Thank you most of all to the guys who ate the cake– those I fibbed to about why I had it, and those who I was honest with about my cakebarring scheme. I really appreciate you eating into it.
This really isn’t the end, although I don’t know what’s next for the blog. My dad has suggested cakeplaning. I’ll have to figure it out.

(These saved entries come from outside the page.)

//! Listing service module
//!
//! Submission, newest-first browsing and the development reseed.

mod seed;
mod service;


pub use seed::seed_listings;
pub use service::ListingService;
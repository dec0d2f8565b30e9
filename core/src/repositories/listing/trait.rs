//! Listing repository trait defining the interface for listing persistence.

use async_trait::async_trait;

use crate::domain::entities::listing::Listing;
use crate::errors::DomainError;

/// Repository trait for Listing entity persistence operations
#[async_trait]
pub trait ListingRepository: Send + Sync {
    /// Persist a new listing and return it as stored
    async fn create(&self, listing: Listing) -> Result<Listing, DomainError>;

    /// All listings ordered by `created_at`, newest first
    ///
    /// Listings with the same `created_at` are ordered by id, descending, so
    /// every backend returns the same sequence.
    async fn find_all_newest_first(&self) -> Result<Vec<Listing>, DomainError>;

    /// Remove every listing, returning how many were deleted
    async fn delete_all(&self) -> Result<u64, DomainError>;

    /// Persist a batch of listings
    async fn insert_many(&self, listings: Vec<Listing>) -> Result<(), DomainError>;
}
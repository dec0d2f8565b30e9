use actix_web::http::StatusCode;
use actix_web::HttpResponse;
use validator::ValidationErrors;

use kc_shared::error_codes;
pub use kc_shared::ErrorResponse;

// Extension trait for ErrorResponse to add actix-web specific methods
pub trait ErrorResponseExt {
    fn to_response(&self, status: StatusCode) -> HttpResponse;
}

impl ErrorResponseExt for ErrorResponse {
    fn to_response(&self, status: StatusCode) -> HttpResponse {
        HttpResponse::build(status).json(self)
    }
}

/// 400 response for a request body that failed `validator` checks
///
/// `message` carries the first failing field's message (fields in name
/// order); every failure is listed under `details.fields`.
pub fn validation_error_response(errors: &ValidationErrors) -> HttpResponse {
    let mut field_errors: Vec<(String, Vec<String>)> = errors
        .field_errors()
        .into_iter()
        .map(|(field, errors)| {
            let messages = errors
                .iter()
                .map(|e| {
                    e.message
                        .as_ref()
                        .map(|m| m.to_string())
                        .unwrap_or_else(|| e.code.to_string())
                })
                .collect();
            (field.to_string(), messages)
        })
        .collect();
    field_errors.sort_by(|a, b| a.0.cmp(&b.0));

    let message = field_errors
        .first()
        .and_then(|(_, messages)| messages.first().cloned())
        .unwrap_or_else(|| "Invalid request data".to_string());

    let fields: std::collections::HashMap<String, Vec<String>> =
        field_errors.into_iter().collect();

    ErrorResponse::new(error_codes::VALIDATION_ERROR, message)
        .add_detail("fields", fields)
        .to_response(StatusCode::BAD_REQUEST)
}
//! Main authentication service implementation

use std::sync::Arc;

use kc_shared::validation::mask_email;

use crate::domain::entities::user::{User, UserRole};
use crate::domain::value_objects::AuthResponse;
use crate::errors::{AuthError, DomainError, DomainResult};
use crate::repositories::UserRepository;
use crate::services::password::PasswordService;
use crate::services::token::TokenService;

/// Registration input
#[derive(Debug, Clone, Default)]
pub struct Registration {
    pub first_name: String,
    pub last_name: String,
    pub email: String,
    pub password: String,
    /// Defaults to [`UserRole::Buyer`] when absent
    pub role: Option<UserRole>,
    /// Only persisted for sellers
    pub id_number: Option<String>,
}

/// Authentication service for registration and login
pub struct AuthService<U>
where
    U: UserRepository,
{
    /// User repository for persistence
    user_repository: Arc<U>,
    /// Password hasher
    password_service: PasswordService,
    /// Token issuer
    token_service: Arc<TokenService>,
}

impl<U> AuthService<U>
where
    U: UserRepository,
{
    /// Create a new authentication service
    ///
    /// # Arguments
    ///
    /// * `user_repository` - Repository for user data persistence
    /// * `password_service` - Hasher for stored credentials
    /// * `token_service` - Issuer for session tokens
    pub fn new(
        user_repository: Arc<U>,
        password_service: PasswordService,
        token_service: Arc<TokenService>,
    ) -> Self {
        Self {
            user_repository,
            password_service,
            token_service,
        }
    }

    /// Register a new account and sign it in
    ///
    /// # Errors
    ///
    /// * `AuthError::UserAlreadyExists` - The email is already registered,
    ///   whether caught by the pre-check or by the store's unique constraint
    /// * `DomainError::Internal` - Hashing, storage or signing failed
    pub async fn register(&self, registration: Registration) -> DomainResult<AuthResponse> {
        let masked = mask_email(&registration.email);

        if self
            .user_repository
            .exists_by_email(&registration.email)
            .await?
        {
            tracing::info!(email = %masked, "Registration rejected, email already registered");
            return Err(AuthError::UserAlreadyExists.into());
        }

        let password_hash = self.password_service.hash(&registration.password).await?;
        let role = registration.role.unwrap_or_default();

        let user = User::new(
            registration.first_name,
            registration.last_name,
            registration.email,
            password_hash,
            role,
            registration.id_number,
        );

        let user = self.user_repository.create(user).await.map_err(|e| {
            if matches!(e, DomainError::Auth(AuthError::UserAlreadyExists)) {
                tracing::info!(email = %masked, "Registration lost race on duplicate email");
            }
            e
        })?;

        let token = self.token_service.issue(user.id, user.role)?;
        tracing::info!(user_id = %user.id, role = %user.role, "User registered");

        Ok(AuthResponse::new(token, &user))
    }

    /// Authenticate with email and password
    ///
    /// # Errors
    ///
    /// * `AuthError::UserNotFound` - No account with this email
    /// * `AuthError::InvalidCredentials` - Wrong password
    pub async fn login(&self, email: &str, password: &str) -> DomainResult<AuthResponse> {
        let user = match self.user_repository.find_by_email(email).await? {
            Some(user) => user,
            None => {
                tracing::info!(email = %mask_email(email), "Login for unknown email");
                return Err(AuthError::UserNotFound.into());
            }
        };

        if !self
            .password_service
            .verify(password, &user.password_hash)
            .await?
        {
            tracing::warn!(user_id = %user.id, "Login with invalid credentials");
            return Err(AuthError::InvalidCredentials.into());
        }

        let token = self.token_service.issue(user.id, user.role)?;
        tracing::info!(user_id = %user.id, "User logged in");

        Ok(AuthResponse::new(token, &user))
    }

    /// Look up a user by email
    pub async fn find_by_email(&self, email: &str) -> DomainResult<Option<User>> {
        self.user_repository.find_by_email(email).await
    }
}
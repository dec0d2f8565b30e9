use crate::errors::DomainError;
use crate::services::password::PasswordService;

// Lowest cost bcrypt accepts, keeps the suite fast
const TEST_COST: u32 = 4;

#[tokio::test]
async fn test_hash_then_verify() {
    let hasher = PasswordService::new(TEST_COST);
    let hash = hasher.hash("hunter2").await.unwrap();

    assert_ne!(hash, "hunter2");
    assert!(hasher.verify("hunter2", &hash).await.unwrap());
    assert!(!hasher.verify("hunter3", &hash).await.unwrap());
}

#[tokio::test]
async fn test_hashes_are_salted() {
    let hasher = PasswordService::new(TEST_COST);
    let first = hasher.hash("same-password").await.unwrap();
    let second = hasher.hash("same-password").await.unwrap();

    assert_ne!(first, second);
    assert!(hasher.verify("same-password", &first).await.unwrap());
    assert!(hasher.verify("same-password", &second).await.unwrap());
}

#[tokio::test]
async fn test_empty_password_is_hashable() {
    let hasher = PasswordService::new(TEST_COST);
    let hash = hasher.hash("").await.unwrap();

    assert!(hasher.verify("", &hash).await.unwrap());
    assert!(!hasher.verify(" ", &hash).await.unwrap());
}

#[tokio::test]
async fn test_cost_is_embedded_in_hash() {
    let hasher = PasswordService::new(TEST_COST);
    let hash = hasher.hash("pw").await.unwrap();
    assert!(hash.starts_with("$2b$04$"));

    assert_eq!(PasswordService::default().cost(), 10);
}

#[tokio::test]
async fn test_malformed_hash_is_internal_error() {
    let hasher = PasswordService::new(TEST_COST);
    let result = hasher.verify("pw", "not-a-bcrypt-hash").await;

    assert!(matches!(result, Err(DomainError::Internal { .. })));
}
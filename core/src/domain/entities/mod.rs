//! Domain entities representing core business objects.

pub mod listing;
pub mod token;
pub mod user;

use chrono::{DateTime, Duration, SubsecRound, Utc};

/// Round `at` up to the next whole millisecond
///
/// Stored timestamps only keep milliseconds; stamping entities at that
/// precision keeps them equal across a store round trip and never earlier
/// than `at`.
pub fn millisecond_ceiling(at: DateTime<Utc>) -> DateTime<Utc> {
    let truncated = at.trunc_subsecs(3);
    if truncated < at {
        truncated + Duration::milliseconds(1)
    } else {
        truncated
    }
}


// Re-export commonly used types
pub use listing::{Listing, ListingType, NewListing, DEFAULT_ADVERTISER};
pub use token::{Claims, Identity};
pub use user::{User, UserRole};
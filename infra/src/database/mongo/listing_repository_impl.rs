//! MongoDB implementation of the ListingRepository trait.

use async_trait::async_trait;
use futures_util::TryStreamExt;
use mongodb::bson::doc;
use mongodb::options::FindOptions;
use mongodb::Collection;

use kc_core::domain::entities::Listing;
use kc_core::errors::DomainError;
use kc_core::repositories::ListingRepository;

use super::documents::ListingDocument;
use crate::database::connection::{MongoDatabase, LISTINGS_COLLECTION};
use crate::InfrastructureError;

/// MongoDB implementation of ListingRepository
#[derive(Clone)]
pub struct MongoListingRepository {
    collection: Collection<ListingDocument>,
}

impl MongoListingRepository {
    /// Create a repository over the `listings` collection
    pub fn new(database: &MongoDatabase) -> Self {
        Self {
            collection: database.collection(LISTINGS_COLLECTION),
        }
    }
}

#[async_trait]
impl ListingRepository for MongoListingRepository {
    async fn create(&self, listing: Listing) -> Result<Listing, DomainError> {
        self.collection
            .insert_one(ListingDocument::from(&listing), None)
            .await
            .map_err(InfrastructureError::from)?;

        Ok(listing)
    }

    async fn find_all_newest_first(&self) -> Result<Vec<Listing>, DomainError> {
        let options = FindOptions::builder()
            .sort(doc! { "createdAt": -1, "_id": -1 })
            .build();

        let documents: Vec<ListingDocument> = self
            .collection
            .find(doc! {}, options)
            .await
            .map_err(InfrastructureError::from)?
            .try_collect()
            .await
            .map_err(InfrastructureError::from)?;

        let listings = documents
            .into_iter()
            .map(Listing::try_from)
            .collect::<Result<Vec<_>, _>>()?;

        Ok(listings)
    }

    async fn delete_all(&self) -> Result<u64, DomainError> {
        let result = self
            .collection
            .delete_many(doc! {}, None)
            .await
            .map_err(InfrastructureError::from)?;

        Ok(result.deleted_count)
    }

    async fn insert_many(&self, listings: Vec<Listing>) -> Result<(), DomainError> {
        if listings.is_empty() {
            return Ok(());
        }

        let documents: Vec<ListingDocument> = listings.iter().map(ListingDocument::from).collect();
        self.collection
            .insert_many(documents, None)
            .await
            .map_err(InfrastructureError::from)?;

        Ok(())
    }
}
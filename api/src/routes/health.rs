use actix_web::HttpResponse;

/// Plain-text liveness check on `/`
pub async fn health_check() -> HttpResponse {
    HttpResponse::Ok()
        .content_type("text/plain; charset=utf-8")
        .body("API is running successfully!")
}
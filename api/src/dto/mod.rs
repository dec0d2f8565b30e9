pub mod auth;
pub mod error;
pub mod listing;

pub use auth::{LoginRequest, RegisterRequest};
pub use error::{validation_error_response, ErrorResponse, ErrorResponseExt};
pub use listing::{CreateListingRequest, SeedResponse};
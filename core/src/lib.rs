//! # KayCribs Core
//!
//! Core business logic and domain layer for the KayCribs backend.
//! This crate contains domain entities, business services, repository interfaces,
//! and error types that form the foundation of the application architecture.

pub mod domain;
pub mod errors;
pub mod repositories;
pub mod services;

// Re-export commonly used types for convenience
pub use domain::*;
pub use errors::*;
pub use repositories::*;
pub use services::*;
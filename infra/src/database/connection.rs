//! MongoDB connection management
//!
//! Builds a pooled client from [`DatabaseConfig`]. The driver connects
//! lazily, so constructing a client only fails on a malformed URI; use
//! [`MongoDatabase::ping`] to find out whether the server is reachable.

use std::time::Duration;

use mongodb::bson::doc;
use mongodb::options::{ClientOptions, IndexOptions};
use mongodb::{Client, Collection, Database, IndexModel};

use kc_shared::config::database::DEFAULT_DATABASE_NAME;
use kc_shared::DatabaseConfig;

use crate::InfrastructureError;

pub const USERS_COLLECTION: &str = "users";
pub const LISTINGS_COLLECTION: &str = "listings";

/// Handle to the application database
///
/// Cheap to clone; clones share the driver's connection pool, which the
/// database handle keeps alive.
#[derive(Clone, Debug)]
pub struct MongoDatabase {
    database: Database,
}

impl MongoDatabase {
    /// Create a client for the configured deployment
    ///
    /// # Arguments
    /// * `config` - Database configuration settings
    ///
    /// # Returns
    /// * `Result<Self, InfrastructureError>` - Database handle or error
    pub async fn connect(config: &DatabaseConfig) -> Result<Self, InfrastructureError> {
        tracing::info!(
            "Creating MongoDB client with max_pool_size: {}",
            config.max_pool_size
        );

        let mut options = ClientOptions::parse(&config.uri)
            .await
            .map_err(|e| InfrastructureError::Config(format!("Invalid MongoDB URI: {}", e)))?;

        options.app_name = Some("kaycribs-api".to_string());
        options.max_pool_size = Some(config.max_pool_size);
        options.connect_timeout = Some(Duration::from_secs(config.connect_timeout));
        options.server_selection_timeout = Some(Duration::from_secs(config.server_selection_timeout));
        options.retry_reads = Some(config.retry_reads);
        options.retry_writes = Some(config.retry_writes);

        let database_name = config
            .database
            .clone()
            .or_else(|| options.default_database.clone())
            .unwrap_or_else(|| DEFAULT_DATABASE_NAME.to_string());

        let client = Client::with_options(options)?;
        let database = client.database(&database_name);

        tracing::info!("MongoDB client created for database '{}'", database_name);

        Ok(Self { database })
    }

    pub fn database(&self) -> &Database {
        &self.database
    }

    pub fn name(&self) -> &str {
        self.database.name()
    }

    /// Typed handle to a collection
    pub fn collection<T: Send + Sync>(&self, name: &str) -> Collection<T> {
        self.database.collection::<T>(name)
    }

    /// Round-trip a `ping` command to verify the server is reachable
    pub async fn ping(&self) -> Result<(), InfrastructureError> {
        tracing::debug!("Performing database health check");

        self.database
            .run_command(doc! { "ping": 1 }, None)
            .await
            .map_err(|e| {
                tracing::error!("Database health check failed: {}", e);
                InfrastructureError::Database(e)
            })?;

        tracing::debug!("Database health check passed");
        Ok(())
    }

    /// Create the indexes the repositories rely on
    ///
    /// The unique index on `users.email` settles concurrent registrations
    /// with the same email.
    pub async fn ensure_indexes(&self) -> Result<(), InfrastructureError> {
        let email_index = IndexModel::builder()
            .keys(doc! { "email": 1 })
            .options(
                IndexOptions::builder()
                    .unique(true)
                    .name("email_unique".to_string())
                    .build(),
            )
            .build();

        self.database
            .collection::<mongodb::bson::Document>(USERS_COLLECTION)
            .create_index(email_index, None)
            .await?;

        let recency_index = IndexModel::builder()
            .keys(doc! { "createdAt": -1, "_id": -1 })
            .options(
                IndexOptions::builder()
                    .name("created_at_desc".to_string())
                    .build(),
            )
            .build();

        self.database
            .collection::<mongodb::bson::Document>(LISTINGS_COLLECTION)
            .create_index(recency_index, None)
            .await?;

        tracing::info!("Database indexes ensured");
        Ok(())
    }
}
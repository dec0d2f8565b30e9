use actix_web::{web, HttpResponse};

use kc_core::repositories::{ListingRepository, UserRepository};

use crate::app::AppState;
use crate::dto::SeedResponse;
use crate::handlers::handle_domain_error;

/// Handler for GET /api/seed
///
/// Deletes every listing and inserts the sample set. Only mounted when
/// reseeding is enabled.
pub async fn seed<U, L>(state: web::Data<AppState<U, L>>) -> HttpResponse
where
    U: UserRepository + 'static,
    L: ListingRepository + 'static,
{
    match state.listing_service.reseed().await {
        Ok(inserted) => {
            log::warn!("Listings collection reseeded with {} samples", inserted);
            HttpResponse::Ok().json(SeedResponse::seeded())
        }
        Err(e) => handle_domain_error(e),
    }
}
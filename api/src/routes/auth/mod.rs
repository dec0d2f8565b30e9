//! Authentication route handlers
//!
//! Email and password registration and login. Both return
//! `{ token, user: { id, name, email, role } }`.

pub mod login;
pub mod register;
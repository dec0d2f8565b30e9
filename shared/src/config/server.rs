//! Server configuration module

use serde::{Deserialize, Serialize};

use super::{env_opt, env_parse, Environment};

/// HTTP server configuration
#[derive(Debug, Clone, Deserialize, Serialize)]
pub struct ServerConfig {
    /// Server host address
    pub host: String,

    /// Server port
    pub port: u16,

    /// Worker threads (0 = number of CPU cores)
    #[serde(default)]
    pub workers: usize,

    /// Keep-alive timeout in seconds
    #[serde(default = "default_keep_alive")]
    pub keep_alive: u64,

    /// Time allowed for a client to send the request head, in seconds
    #[serde(default = "default_request_timeout")]
    pub request_timeout: u64,

    /// Maximum JSON payload size in bytes
    #[serde(default = "default_max_payload_size")]
    pub max_payload_size: usize,
}

impl Default for ServerConfig {
    fn default() -> Self {
        Self {
            host: String::from("0.0.0.0"),
            port: 5000,
            workers: 0, // Use all CPU cores
            keep_alive: default_keep_alive(),
            request_timeout: default_request_timeout(),
            max_payload_size: default_max_payload_size(),
        }
    }
}

impl ServerConfig {
    /// Create from environment variables
    ///
    /// `PORT` is honoured first for compatibility with hosting platforms,
    /// then `SERVER_PORT`.
    pub fn from_env() -> Self {
        let defaults = Self::default();
        let port = env_opt("PORT")
            .or_else(|| env_opt("SERVER_PORT"))
            .and_then(|value| value.parse().ok())
            .unwrap_or(defaults.port);

        Self {
            host: env_opt("SERVER_HOST").unwrap_or(defaults.host),
            port,
            workers: env_parse("SERVER_WORKERS", defaults.workers),
            keep_alive: env_parse("SERVER_KEEP_ALIVE", defaults.keep_alive),
            request_timeout: env_parse("SERVER_REQUEST_TIMEOUT", defaults.request_timeout),
            max_payload_size: env_parse("MAX_PAYLOAD_SIZE", defaults.max_payload_size),
        }
    }

    /// Create a new server configuration
    pub fn new(host: impl Into<String>, port: u16) -> Self {
        Self {
            host: host.into(),
            port,
            ..Default::default()
        }
    }

    /// Get the bind address
    pub fn bind_address(&self) -> String {
        format!("{}:{}", self.host, self.port)
    }
}

/// CORS configuration
#[derive(Debug, Clone, Deserialize, Serialize)]
pub struct CorsConfig {
    /// Allow any origin (development)
    #[serde(default)]
    pub allow_any_origin: bool,

    /// Allowed origins when `allow_any_origin` is off
    #[serde(default)]
    pub allowed_origins: Vec<String>,

    /// Max age for preflight cache in seconds
    #[serde(default = "default_max_age")]
    pub max_age: usize,
}

impl Default for CorsConfig {
    fn default() -> Self {
        Self::development()
    }
}

impl CorsConfig {
    /// Create a permissive CORS configuration for development
    pub fn development() -> Self {
        Self {
            allow_any_origin: true,
            allowed_origins: vec![],
            max_age: default_max_age(),
        }
    }

    /// Create from environment variables
    ///
    /// Outside production every origin is accepted unless `ALLOWED_ORIGINS`
    /// is set; in production only the listed origins are.
    pub fn from_env(environment: Environment) -> Self {
        let allowed_origins: Vec<String> = env_opt("ALLOWED_ORIGINS")
            .map(|origins| {
                origins
                    .split(',')
                    .map(|origin| origin.trim().to_string())
                    .filter(|origin| !origin.is_empty())
                    .collect()
            })
            .unwrap_or_default();

        Self {
            allow_any_origin: !environment.is_production() && allowed_origins.is_empty(),
            allowed_origins,
            max_age: env_parse("CORS_MAX_AGE", default_max_age()),
        }
    }
}

fn default_keep_alive() -> u64 {
    75 // 75 seconds
}

fn default_request_timeout() -> u64 {
    30 // 30 seconds
}

fn default_max_payload_size() -> usize {
    256 * 1024 // 256 KB
}

fn default_max_age() -> usize {
    3600 // 1 hour
}

#[cfg(test)]
mod tests {
    use super::*;

    #[test]
    fn test_server_config_default() {
        let config = ServerConfig::default();
        assert_eq!(config.host, "0.0.0.0");
        assert_eq!(config.port, 5000);
        assert_eq!(config.workers, 0);
        assert_eq!(config.request_timeout, 30);
    }

    #[test]
    fn test_bind_address() {
        let config = ServerConfig::new("localhost", 8443);
        assert_eq!(config.bind_address(), "localhost:8443");
    }

    #[test]
    fn test_cors_config_development() {
        let config = CorsConfig::development();
        assert!(config.allow_any_origin);
        assert!(config.allowed_origins.is_empty());
    }
}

This year I went to St. Nick’s, Golden Road Brewing, Mohawk Bend, Bigfoot Lodge, Crown and Anchor, Bar 107, the Surly Goat, the Happy Ending, Lola’s, 1642, Bar Lubitsch, One-Eyed Gypsy, Villain’s Tavern, Good Luck Bar, Thirsty Crow, Edendale, Sassafras, HMS Bounty, SPiN LA at the Standard Hotel, Oldfield’s Liquor Room, the Pikey, the Red Door, Hinano Cafe, Hemingway’s Lounge, the Phoenix, the Woods, the Brickyard Pub, the 3rd Stop, Wellesbourne, Basement Tavern, La Poubelle, Village Tavern, The Daily Pint, and The Griffin. I also went to Yellow Jacket Social Club in Austin, Texas, Dusty Fry in Oklahoma, a wedding in Wisconsin, No. 308 in Nashville, and tried cakebarring at the Hollywood Bowl and a food truck on Venice Boulevard. My last four cakebarring excursions were carried out in Nashville, Tennessee, at Santa’s Pub, Paradise Park, The Pinewood Social, and The Stone Fox.